6.5. No advice; limited duties. All information made available through the Interface is provided for general informational purposes only and does not constitute financial, investment, legal, tax, accounting or other professional advice. Except for the duties the Company expressly assumes in its capacity as Vault Operator under the applicable Vault Operator Agreement, the Company is not your broker, intermediary, agent, adviser or fiduciary, and has no fiduciary relationship or obligation to you in connection with any transaction or decision you make using the Services; and to the fullest extent permitted by Applicable Law, you acknowledge and agree that the Company owes no fiduciary duties or liabilities to you or any other party other than those expressly set out in the applicable Vault Operator Agreement, and to the extent any such other duties or liabilities may exist at law or in equity, you irrevocably waive, release and eliminate them.

7. Assumption of Risk

7.1. By using the Services, you expressly acknowledge and agree that you do so at your own risk, and that you are solely responsible for evaluating and accepting the risks involved. These risks include, without limitation, those set out in this Section 7. The risks described are not exhaustive.

7.2. Market and asset risk.
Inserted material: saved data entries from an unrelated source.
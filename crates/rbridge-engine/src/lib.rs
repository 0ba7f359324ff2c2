//! Table reconciliation engine
//!
//! Repairs tables converted from the foreign runtime, aligns dtypes between
//! a native and a foreign table and produces a [`DiffReport`].
//!
//! ## Example
//!
//! ```rust,ignore
//! use rbridge_engine::{CompareOptions, TableComparator};
//!
//! let report = TableComparator::new(CompareOptions::default()).compare(&native, &foreign);
//! if !report.is_equivalent() {
//!     println!("{}", report.to_json()?);
//! }
//! ```
//!
//! [`DiffReport`]: rbridge_core::DiffReport

pub mod cleaning;
pub mod coerce;
pub mod compare;
pub mod normalize;
pub mod repair;

pub use cleaning::{
    correct_time_points, set_plot_indication, CleaningError, TimePointColumns,
    PLOT_INDICATION_COLUMN,
};
pub use compare::{compare_tables, CompareOptions, TableComparator};
pub use normalize::{align_dtypes, coerce_numeric_first, common_columns, normalize_dtypes};
pub use repair::{
    normalize_string_na, renumber_index, repair_epoch_days, repair_integer_sentinels,
    repair_table, strip_timezone,
};
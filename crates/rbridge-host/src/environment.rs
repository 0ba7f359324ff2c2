//! Project environment activation
//!
//! A project environment is a directory holding a package-library
//! activation script and a lockfile. Activation only validates the layout
//! and collects the variables the foreign process must be started with;
//! nothing is applied to the current process.

use crate::error::HostError;
use rbridge_core::HostConfig;
use std::collections::BTreeMap;
use std::path::{Path, PathBuf};

/// Variable pointing the foreign runtime at a user environment file
pub const R_ENVIRON_USER: &str = "R_ENVIRON_USER";

/// An activated project environment
#[derive(Debug, Clone, PartialEq, Eq)]
pub struct ProjectEnvironment {
    /// Absolute project directory
    pub project_dir: PathBuf,

    /// Activation script inside the project
    pub activate_script: PathBuf,

    /// Lockfile inside the project
    pub lockfile: PathBuf,

    /// Variables to set on the foreign process
    pub env_vars: BTreeMap<String, String>,
}

impl ProjectEnvironment {
    /// Validate `project_dir` and collect its environment variables
    ///
    /// Fails with [`HostError::EnvironmentNotFound`] unless both the
    /// activation script and the lockfile exist. An environment file is
    /// optional; when present it is recorded under [`R_ENVIRON_USER`].
    pub fn activate(project_dir: &Path, config: &HostConfig) -> Result<Self, HostError> {
        let not_found = || HostError::EnvironmentNotFound {
            path: project_dir.to_path_buf(),
        };

        let project_dir = project_dir.canonicalize().map_err(|_| not_found())?;
        let activate_script = project_dir.join(&config.activate_script);
        let lockfile = project_dir.join(&config.lockfile);

        if !activate_script.is_file() || !lockfile.is_file() {
            return Err(HostError::EnvironmentNotFound { path: project_dir });
        }

        let mut env_vars = BTreeMap::new();
        let renviron = project_dir.join(&config.renviron);
        if !config.renviron.is_empty() && renviron.is_file() {
            tracing::info!("{} set to: {}", R_ENVIRON_USER, renviron.display());
            env_vars.insert(R_ENVIRON_USER.to_string(), renviron.display().to_string());
        }

        tracing::info!("Project environment found: {}", project_dir.display());

        Ok(Self {
            project_dir,
            activate_script,
            lockfile,
            env_vars,
        })
    }

    /// The environment file, if one was found
    pub fn renviron(&self) -> Option<&str> {
        self.env_vars.get(R_ENVIRON_USER).map(String::as_str)
    }
}
//! Native → foreign marshalling for call arguments

use rbridge_core::{
    Column, ColumnData, ForeignColumn, ForeignTable, ForeignValue, ForeignVector, NamedList,
    NativeValue, RowIndex, Table, Value, VectorData, NA_INTEGER,
};

/// Values that can be passed to a foreign function
pub trait ToForeign {
    fn to_foreign(&self) -> ForeignValue;
}

impl ToForeign for Table {
    fn to_foreign(&self) -> ForeignValue {
        ForeignValue::DataFrame(table_to_frame(self))
    }
}

impl ToForeign for Value {
    fn to_foreign(&self) -> ForeignValue {
        match self {
            Value::Int(i) => match i32::try_from(*i) {
                Ok(small) if small != NA_INTEGER => ForeignValue::from(small),
                _ => ForeignValue::from(*i as f64),
            },
            Value::Float(f) if !f.is_nan() => ForeignValue::from(*f),
            Value::Bool(b) => ForeignValue::from(*b),
            Value::Str(s) => ForeignValue::from(s.as_str()),
            Value::Datetime(_) => ForeignValue::from(self.to_string()),
            // A logical NA is the foreign runtime's untyped missing value.
            Value::Missing | Value::Float(_) => {
                ForeignValue::Vector(ForeignVector::new(VectorData::Logical(vec![None])))
            }
        }
    }
}

impl ToForeign for NativeValue {
    fn to_foreign(&self) -> ForeignValue {
        match self {
            NativeValue::Map(map) => ForeignValue::List(NamedList {
                names: Some(map.keys().map(|k| Some(k.to_string())).collect()),
                values: map.iter().map(|(_, v)| v.to_foreign()).collect(),
            }),
            NativeValue::Seq(items) => ForeignValue::List(NamedList::unnamed(
                items.iter().map(ToForeign::to_foreign).collect(),
            )),
            NativeValue::Table(table) => table.to_foreign(),
            NativeValue::Scalar(value) => value.to_foreign(),
            NativeValue::Foreign(value) => value.clone(),
        }
    }
}

/// Convert a native table into a foreign data frame
pub fn table_to_frame(table: &Table) -> ForeignTable {
    let row_names = match table.index() {
        RowIndex::Range(n) => (1..=*n).map(|i| i.to_string()).collect(),
        other => other.labels(),
    };

    ForeignTable {
        columns: table.columns().iter().map(column_to_foreign).collect(),
        row_names: Some(row_names),
    }
}

fn column_to_foreign(column: &Column) -> ForeignColumn {
    match &column.data {
        ColumnData::Integer(values) => {
            let narrow: Option<Vec<i32>> = values
                .iter()
                .map(|v| match v {
                    Some(i) => i32::try_from(*i).ok().filter(|&n| n != NA_INTEGER),
                    None => Some(NA_INTEGER),
                })
                .collect();
            match narrow {
                Some(ints) => ForeignColumn::new(column.name.clone(), VectorData::Integer(ints)),
                // Too wide for the foreign integer type.
                None => ForeignColumn::new(
                    column.name.clone(),
                    VectorData::Double(values.iter().map(|v| v.map(|i| i as f64)).collect()),
                ),
            }
        }
        ColumnData::Float(values) => {
            ForeignColumn::new(column.name.clone(), VectorData::Double(values.clone()))
        }
        ColumnData::String(values) => {
            ForeignColumn::new(column.name.clone(), VectorData::Character(values.clone()))
        }
        ColumnData::Boolean(values) => {
            ForeignColumn::new(column.name.clone(), VectorData::Logical(values.clone()))
        }
        ColumnData::Datetime(data) => {
            let seconds = data
                .values
                .iter()
                .map(|v| v.map(|dt| dt.and_utc().timestamp_millis() as f64 / 1000.0))
                .collect();
            let tzone = match &data.tz {
                Some(tz) if !tz.is_utc() => tz.name(),
                _ => "UTC".to_string(),
            };
            ForeignColumn::new(column.name.clone(), VectorData::Double(seconds))
                .with_class(&["POSIXct", "POSIXt"])
                .with_tzone(tzone)
        }
    }
}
Digital Assets, including Tokenised Assets, are volatile and may decline in value rapidly, including to zero. Yields, returns, estimates and projections are not guaranteed and are not a promise or indication of future performance. You may lose some or all of the assets you deposit or transact.

7.3. Tokenised RWA and credit risk. Tokenised Assets representing real-world assets or credit are subject to the performance, solvency and conduct of Issuers, borrowers, originators, servicers, custodians and other third parties. If any such party defaults, becomes insolvent, suffers losses, is subject to fraud, is sanctioned, fails to perform, or fails to return assets, you may suffer loss. Valuations of underlying assets may be inaccurate, stale, model-based, or disputed, and may not reflect realisable value.

7.4. Vault risk. Vault participation involves additional risk. The Company acts as Vault Operator and exercises discretion over vault strategy, parameters and asset allocation. Deposited assets may be lent, staked, deployed, pooled, or otherwise allocated to strategies involving third parties. Returns and withdrawals may depend on those third parties performing. Withdrawals or redemptions are not guaranteed to be immediate or available at all times and may be delayed, queued, gated, limited, suspended or unavailable due to liquidity, market, network, smart-contract, third-party, legal, regulatory or risk-management reasons. Your relationship with the Company in respect of a Vault is governed by the applicable Vault Operator Agreement and Vault Disclaimers (together with these Terms), which you must read and which prevail over these Terms to the extent of any conflict in respect of that Vault.

7.5. Secondary-market and liquidity risk. Markets for Tokenised Assets may be illiquid, thin, volatile or non-continuous. There may be no buyer or seller available at any given time or price, transfer restrictions may apply, and you may be unable to exit a position when you wish or at all.

7.6. Technology risk. The Services depend on blockchains, smart contracts, oracles, bridges, third-party infrastructure and software that may contain bugs, errors or vulnerabilities, and may be subject to exploits, hacks, outages, congestion, forks, governance changes, cyberattacks, or failures, any of which may result in loss, delay, suspension, or inability to access assets.

7.7. Regulatory and legal risk. The legal and regulatory treatment of Digital Assets, Tokenised Assets, vaults, and decentralised finance is uncertain and evolving. Legal or regulatory developments may adversely affect the Services, the Tokenised Assets, deposited assets, withdrawals, returns, your eligibility, or the continued availability of the Services.

7.8. Tax risk. You are solely responsible for determining whether, and reporting and paying, any taxes applicable to your use of the Services. The Company does not provide tax advice and does not issue tax-reporting forms.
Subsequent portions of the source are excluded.